Der Kanal ist breiter geworden. Vor neun Jahren war auch im Stadtgebiet von Hannover der Ausbau beendet. Die alten Brückenportale aus Sandstein sind verschwunden; die filigranen Geländerverzierungen und die kopfsteingepflasterten Straßenauffahrten sind dem fließenden Großstadtverkehr geopfert worden. Als Historiker hätte es Waldemar Röhrbein natürlich gern gesehen, wäre die ein oder andere Brücke als frühes Zeugnis des Kanalbaus erhalten geblieben.
Die Nähe zum Kanal hat durchaus ihren Charme. Einmal, wenn man die Schiffe ganz gemächlich entlangfahren sieht und die Autos auf der Brücke mit hoher Geschwindigkeit in Richtung Stadt oder in Richtung Umland fahren sieht. Dann kommt noch ein Schwapp Diesel aus den Schiffsmotoren. Das weckt ein wenig die Sehnsucht in die Ferne, auch wenn man weiß, dass dieser Kahn vielleicht bloß bis Braunschweig fährt. ... Wenn man auf der Terrasse sitzt und das geruhsame Tuckern der Kanalschiffe, das ist schon höchst angenehm und man ist vom Lärm der Straßen abgelenkt, weil dieses Tuckern den Takt der Ruhe gibt.
Der Mittellandkanal endete nicht lange in Hannover. Gleich nach dem Ersten Weltkrieg ging es weiter. 1928 war die Schleuse in Anderten östlich von Hannover fertig gestellt, zehn Jahre später die Strecke zwischen der zweiten Schleuse kurz vor Wolfsburg und Magdeburg, wo der Mittellandkanal in die Elbe mündet.
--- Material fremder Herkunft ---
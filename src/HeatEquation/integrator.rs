//! # Forward-Euler Integrator
//!
//! Fixed-step explicit integration of `dy/dt = f(t, y)` from `t0` to `t_final`:
//!
//! ```text
//! y_{k+1} = y_k + Δt·f(t_k, y_k)
//! ```
//!
//! The last step is shortened so that the run ends exactly at `t_final`. Every
//! `output_every`-th state is recorded; the initial and the final state are always kept.
//!
//! No stability check is enforced here. For the diffusion operator the explicit scheme is
//! stable only for `Δt < 0.5·Δx²/α`; `integrate_model` logs a warning when that bound is
//! exceeded and integrates anyway.
use super::discretization::Grid;
use super::dynamics::{HeatDynamics, HeatModel};
use super::heat_error::HeatError;
use log::{info, warn};
use nalgebra::{DMatrix, DVector};
use serde::{Deserialize, Serialize};

/// Largest number of steps a single run may take
pub const MAX_STEPS: usize = 1_000_000_000;
/// Recorded states reserved up front; longer records grow on demand
const PREALLOCATED_RECORDS: usize = 1 << 16;

fn default_output_every() -> usize {
    1
}

/// Time span, step and recording stride
#[derive(Debug, Clone, PartialEq, Serialize, Deserialize)]
pub struct SolverSettings {
    pub t0: f64,
    pub t_final: f64,
    pub dt: f64,
    /// Record every n-th step
    #[serde(default = "default_output_every")]
    pub output_every: usize,
}

impl Default for SolverSettings {
    fn default() -> Self {
        Self {
            t0: 0.0,
            t_final: 2000.0,
            dt: 1.0,
            output_every: 1,
        }
    }
}

impl SolverSettings {
    pub fn new(t0: f64, t_final: f64, dt: f64) -> Self {
        Self {
            t0,
            t_final,
            dt,
            output_every: 1,
        }
    }

    pub fn with_output_every(mut self, output_every: usize) -> Self {
        self.output_every = output_every;
        self
    }

    pub fn validate(&self) -> Result<(), HeatError> {
        if !self.t0.is_finite() || !self.t_final.is_finite() || self.t_final <= self.t0 {
            return Err(HeatError::InvalidConfiguration(format!(
                "time span must satisfy t_final > t0, got [{}, {}]",
                self.t0, self.t_final
            )));
        }
        if !self.dt.is_finite() || self.dt <= 0.0 {
            return Err(HeatError::InvalidConfiguration(format!(
                "time step must be positive, got {}",
                self.dt
            )));
        }
        if self.output_every == 0 {
            return Err(HeatError::InvalidConfiguration(
                "output_every must be at least 1".to_string(),
            ));
        }
        self.n_steps()?;
        Ok(())
    }

    /// Number of steps taken, the last one possibly shortened; at most `MAX_STEPS`
    pub fn n_steps(&self) -> Result<usize, HeatError> {
        let ratio = (self.t_final - self.t0) / self.dt;
        if !ratio.is_finite() || ratio > MAX_STEPS as f64 {
            return Err(HeatError::InvalidConfiguration(format!(
                "time span [{}, {}] with step {} needs {:e} steps, at most {} allowed",
                self.t0, self.t_final, self.dt, ratio, MAX_STEPS
            )));
        }
        // rounding noise in the ratio must not add a vanishing extra step
        Ok(((ratio - 1e-9).ceil() as usize).max(1))
    }
}

/// Recorded time instants and states
#[derive(Debug, Clone, PartialEq, Serialize, Deserialize)]
pub struct Trajectory {
    pub t: Vec<f64>,
    pub states: Vec<DVector<f64>>,
}

impl Trajectory {
    pub fn len(&self) -> usize {
        self.t.len()
    }

    pub fn is_empty(&self) -> bool {
        self.t.is_empty()
    }

    pub fn final_time(&self) -> Option<f64> {
        self.t.last().copied()
    }

    pub fn final_state(&self) -> Option<&DVector<f64>> {
        self.states.last()
    }

    /// Index of the recorded instant closest to `t`
    pub fn index_at(&self, t: f64) -> Option<usize> {
        self.t
            .iter()
            .enumerate()
            .min_by(|a, b| (a.1 - t).abs().total_cmp(&(b.1 - t).abs()))
            .map(|(i, _)| i)
    }

    /// Temperatures θ[0..N] at the recorded instant closest to `t`
    pub fn profile_at(&self, t: f64, N: usize) -> Option<DVector<f64>> {
        let i = self.index_at(t)?;
        let state = &self.states[i];
        if state.len() < N {
            return None;
        }
        Some(state.rows(0, N).into_owned())
    }

    /// Time history of state entry `i`
    pub fn trace_at(&self, i: usize) -> Option<Vec<f64>> {
        self.states.iter().map(|s| s.get(i).copied()).collect()
    }

    /// Measured output θ[N-1] over time
    pub fn output(&self, N: usize) -> Option<Vec<f64>> {
        if N == 0 {
            return None;
        }
        self.trace_at(N - 1)
    }

    /// Rows: recorded instants, columns: state entries
    pub fn to_matrix(&self) -> DMatrix<f64> {
        let n_cols = self.states.first().map(|s| s.len()).unwrap_or(0);
        DMatrix::from_fn(self.states.len(), n_cols, |i, j| self.states[i][j])
    }

    /// Trapezoidal heat content of every recorded state
    pub fn total_heat(&self, grid: &Grid) -> Vec<f64> {
        self.states.iter().map(|s| grid.total_heat(s)).collect()
    }

    /// Largest |value| over all recorded states; NaN is reported as infinity
    pub fn max_abs(&self) -> f64 {
        self.states
            .iter()
            .flat_map(|s| s.iter())
            .fold(0.0_f64, |acc, v| {
                if v.is_finite() {
                    acc.max(v.abs())
                } else {
                    f64::INFINITY
                }
            })
    }
}

/// Integrate `rhs` with the explicit Euler scheme
pub fn forward_euler<F>(
    mut rhs: F,
    y0: &DVector<f64>,
    settings: &SolverSettings,
) -> Result<Trajectory, HeatError>
where
    F: FnMut(f64, &DVector<f64>) -> Result<DVector<f64>, HeatError>,
{
    settings.validate()?;
    let n_steps = settings.n_steps()?;
    let capacity = (n_steps / settings.output_every + 2).min(PREALLOCATED_RECORDS);
    let mut t_rec = Vec::with_capacity(capacity);
    let mut y_rec = Vec::with_capacity(capacity);

    let mut t = settings.t0;
    let mut y = y0.clone();
    t_rec.push(t);
    y_rec.push(y.clone());

    for k in 1..=n_steps {
        let h = if k == n_steps {
            settings.t_final - t
        } else {
            settings.dt
        };
        let dy = rhs(t, &y)?;
        if dy.len() != y.len() {
            return Err(HeatError::InvalidState(format!(
                "right-hand side returned {} entries for a state of {}",
                dy.len(),
                y.len()
            )));
        }
        y.axpy(h, &dy, 1.0);
        t = if k == n_steps {
            settings.t_final
        } else {
            settings.t0 + k as f64 * settings.dt
        };
        if k % settings.output_every == 0 || k == n_steps {
            t_rec.push(t);
            y_rec.push(y.clone());
        }
    }
    Ok(Trajectory {
        t: t_rec,
        states: y_rec,
    })
}

/// Integrate a heat model, warning when the step exceeds the diffusion stability bound
pub fn integrate_model(
    model: &HeatModel,
    y0: &DVector<f64>,
    settings: &SolverSettings,
    stability_limit: Option<f64>,
) -> Result<Trajectory, HeatError> {
    if y0.len() != model.state_dim() {
        return Err(HeatError::InvalidState(format!(
            "initial state has {} entries, model expects {}",
            y0.len(),
            model.state_dim()
        )));
    }
    if let Some(limit) = stability_limit {
        if settings.dt >= limit {
            warn!(
                "time step {:.4e} s is not below the explicit stability bound {:.4e} s, the solution may diverge",
                settings.dt, limit
            );
        }
    }
    let trajectory = forward_euler(|t, y| model.derivative(t, y), y0, settings)?;
    info!(
        "forward Euler finished: {} steps, {} states recorded",
        settings.n_steps()?,
        trajectory.len()
    );
    Ok(trajectory)
}
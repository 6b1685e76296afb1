// Struct representing the request body for register and login
#[derive(Debug, serde::Serialize, serde::Deserialize)]
pub struct AuthSchema {
    pub username: String,
    pub password: String,
}

// Struct representing the request body for creating a new Todo
#[derive(Debug, serde::Serialize, serde::Deserialize)]
pub struct CreateTodoSchema {
    pub title: String,
    pub description: Option<String>,
}

// Struct representing the response body carrying an access token
#[derive(Debug, serde::Serialize, serde::Deserialize)]
pub struct TokenResponse {
    pub access_token: String,
    pub token_type: String,
}

impl TokenResponse {
    pub fn bearer(access_token: String) -> Self {
        Self {
            access_token,
            token_type: "bearer".to_string(),
        }
    }
}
"Ich angle auch gerne. Und selbstgefangener schmeckt immer besser."
Edesbüttel, südlich von Gifhorn, bäuerlich-ländliche Gegend, nur wenige Kilometer vom Volkswagen-Werk entfernt.
Die Angler haben den Mittellandkanal für sich entdeckt. Heinz Mahlmann ist amtlich bestellter Gewässeraufseher und blickt den Sportfischern über die Schulter oder genauer gesagt in ihre Kescher.
"Nicht nur zu frühen Zeiten, auch nachts. Der Mittelkanal ist bekannt für einen hervorragenden Zander-Besatz und der beißt bekanntlich nachts. Am Rande bemerkt: Alle Angler sind ja auch keine Engel."
"Na schon was gefangen?"
"Leider nicht."
"Ich bin Hahn von der Fischereiaufsicht. Ich möchte mal die Papiere sehen."
Alle 14 Tage schaut der Angler aus Wolfsburg vorbei – der guten Gewässerqualität wegen. Zehn Stunden rührt er sich kaum vom Fleck, kein Radio, keine Zeitung, aber langweilig, versichert er, wird ihm nicht. Ein Binnenschiff zieht vorbei. Jeden Moment kann ein Fisch anbeißen.
"Ich bin sicher, die Fische registrieren den Schiffsverkehr nicht. Man kann sogar beobachten, dass Fische nach einer Schiffsdurchfahrt eher anbeißen. Und das Schiff, finde ich romantisch. Was stört, sind voll beladene Kähne, die schneller fahren als erlaubt, oder wenn hinten geschleust wird, also wenn das Wasser in Bewegung ist, dann haben sie hier laufend was zu tun. Langweilig ist es dann auch nicht."
Den Mittellandkanal würde heute wohl nicht mehr gebaut werden. Zu wenig Schiffe sind auf ihm unterwegs. Die meisten Güter transportieren die Bahn und vor allem die Lkw. Der Lärm an Fernstraßen reißt nie ab. Vorbeifahrende oder bremsende Güterzüge dröhnen noch lange im Ohr nach. Auf dem Mittellandkanal kehrt Ruhe ein, wenn der tuckernde Dieselmotor eines Binnenschiffs wieder außer Hörweite ist, und sich die Angler und Fische, die Pflanzen und Tiere den künstlichen Wasserlauf zurückerobern, der sich durch die norddeutsche Landschaft zieht.